Set soon after the events of ROTPOTA – or Rise, as the director refers to it - Reeves is keen to point out that “the movie is not a post apocalyptic film. Caesar rules a primitive but majestic kingdom. [This film is about] the way they come into being. They are thinking and wondering… are the humans gone? Because it’s all from their point of you. Then [once the human survivors are discovered], it becomes a question of survival. Can they co-exist and can they survive? Whether or not they can find a way to live together…”
“I asked them to show me the footage of everything Andy had done wearing the crazy grey suit that he wears, then I watched him up against the footage,” says Reeves, talking about how he first approached the franchise. “It was so emotionally real. I think the key is you take the one fantastic element – they’re intelligent apes – and you let that be the one fantastical element. We went out to the woods, to use the natural light there, to keep it real. I want the reaction to be ‘Oh yeah, and they’re apes!’ You have the cover of the genre to protect you.”
“I did not jump too far from the events of Rise,” Reeves adds. “What was exciting for me was watching the apes learn how to speak. Three or four words in the first movie, here they are somewhere on the way to the '68 movie, where they are fully conversational.”
Serkis had something to say on the speaking front too. “[The apes] communicate through the American sign language that allows for a universal sign language with the rest of the apes. There’s some gestures and vocal speaking. Then there are the young apes learning to speak better and faster than their parents.”

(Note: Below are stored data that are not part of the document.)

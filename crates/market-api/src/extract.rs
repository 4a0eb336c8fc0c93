use axum::{
    Json,
    extract::{FromRequest, Request, rejection::JsonRejection},
};
use tracing::debug;

use crate::error::ApiError;

/// JSON body extractor whose rejections become [`ApiError::InvalidInput`],
/// so malformed bodies get the same 400 message as missing fields.
pub struct JsonBody<T>(pub T);

impl<S, T> FromRequest<S> for JsonBody<T>
where
    Json<T>: FromRequest<S, Rejection = JsonRejection>,
    S: Send + Sync,
{
    type Rejection = ApiError;

    async fn from_request(req: Request, state: &S) -> Result<Self, Self::Rejection> {
        match Json::<T>::from_request(req, state).await {
            Ok(Json(value)) => Ok(Self(value)),
            Err(rejection) => {
                debug!("Rejected request body: {}", rejection.body_text());
                Err(ApiError::InvalidInput)
            }
        }
    }
}
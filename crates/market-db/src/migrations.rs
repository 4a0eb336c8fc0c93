use anyhow::Result;
use rusqlite::Connection;
use tracing::info;

pub fn run(conn: &Connection) -> Result<()> {
    conn.execute_batch("CREATE TABLE IF NOT EXISTS schema_version (version INTEGER NOT NULL);")?;

    let version: i64 =
        conn.query_row("SELECT COALESCE(MAX(version), 0) FROM schema_version", [], |r| r.get(0))?;

    if version < 1 {
        info!("Running migration v1 (products collection)");
        conn.execute_batch(
            "
            CREATE TABLE products (
                id          TEXT PRIMARY KEY,
                title       TEXT NOT NULL UNIQUE,
                content     TEXT NOT NULL,
                author      TEXT NOT NULL UNIQUE,
                password    INTEGER NOT NULL,
                status      TEXT NOT NULL DEFAULT 'FOR_SALE',
                created_at  TEXT NOT NULL,
                updated_at  TEXT NOT NULL
            );

            CREATE INDEX idx_products_created
                ON products(created_at);

            INSERT INTO schema_version (version) VALUES (1);
            ",
        )?;
    }

    info!("Database migrations complete");
    Ok(())
}
use std::fmt;

use chrono::{DateTime, Utc};

use crate::id::ObjectId;

/// Status assigned to every listing at creation.
pub const DEFAULT_STATUS: &str = "FOR_SALE";

/// Ownership password. Stored and compared as a plain integer, never hashed.
#[derive(Clone, Copy, PartialEq, Eq)]
pub struct Password(i64);

impl Password {
    pub fn new(value: i64) -> Self {
        Self(value)
    }

    pub fn value(&self) -> i64 {
        self.0
    }
}

// Keep the secret out of logs.
impl fmt::Debug for Password {
    fn fmt(&self, f: &mut fmt::Formatter<'_>) -> fmt::Result {
        f.write_str("Password(***)")
    }
}

/// A product-for-sale document as held by the store.
#[derive(Debug, Clone, PartialEq, Eq)]
pub struct Listing {
    pub id: ObjectId,
    pub title: String,
    pub content: String,
    pub author: String,
    pub password: Password,
    pub status: String,
    pub created_at: DateTime<Utc>,
    pub updated_at: DateTime<Utc>,
}
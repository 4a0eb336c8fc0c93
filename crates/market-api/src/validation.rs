//! Presence and format checks run before any store access.

use market_db::models::{ListingUpdate, NewListing};
use market_types::api::{
    CreateProductRequest, DeleteProductRequest, NumericInput, UpdateProductRequest,
};
use market_types::{ObjectId, Password};

use crate::error::ApiError;

pub fn validate_identifier(raw: &str) -> Result<ObjectId, ApiError> {
    raw.parse().map_err(|_| ApiError::InvalidInput)
}

pub fn validate_create_fields(req: CreateProductRequest) -> Result<NewListing, ApiError> {
    Ok(NewListing {
        title: required_text(req.title)?,
        content: required_text(req.content)?,
        author: required_text(req.author)?,
        password: required_password(req.password)?,
    })
}

pub fn validate_update_fields(req: UpdateProductRequest) -> Result<ListingUpdate, ApiError> {
    Ok(ListingUpdate {
        title: required_text(req.title)?,
        content: required_text(req.content)?,
        password: required_password(req.password)?,
        status: required_text(req.status)?,
    })
}

pub fn validate_delete_fields(req: DeleteProductRequest) -> Result<Password, ApiError> {
    required_password(req.password)
}

fn required_text(value: Option<String>) -> Result<String, ApiError> {
    match value {
        Some(s) if !s.is_empty() => Ok(s),
        _ => Err(ApiError::InvalidInput),
    }
}

fn required_password(value: Option<NumericInput>) -> Result<Password, ApiError> {
    match value {
        Some(input) if !input.is_blank() => input.to_password().ok_or(ApiError::InvalidInput),
        _ => Err(ApiError::InvalidInput),
    }
}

“Caesar is under a lot of pressure. He leads a 2000-strong group. He’s not an absolute leader. He’s also a father – he has a teenage son, a wife, a council, a very big community that he’s responsible for.”
And can we expect any references to previous Apes movies, they way there were nods in Rise?
“Yes,” says Reeves. “But it’s not going to be done in a winking way. There are commandments that echo the previous movies, but our references are more about creating a context for the world that Andy leads.”
**Dawn Of The Planet Of The Apes **is out July 18, 2014.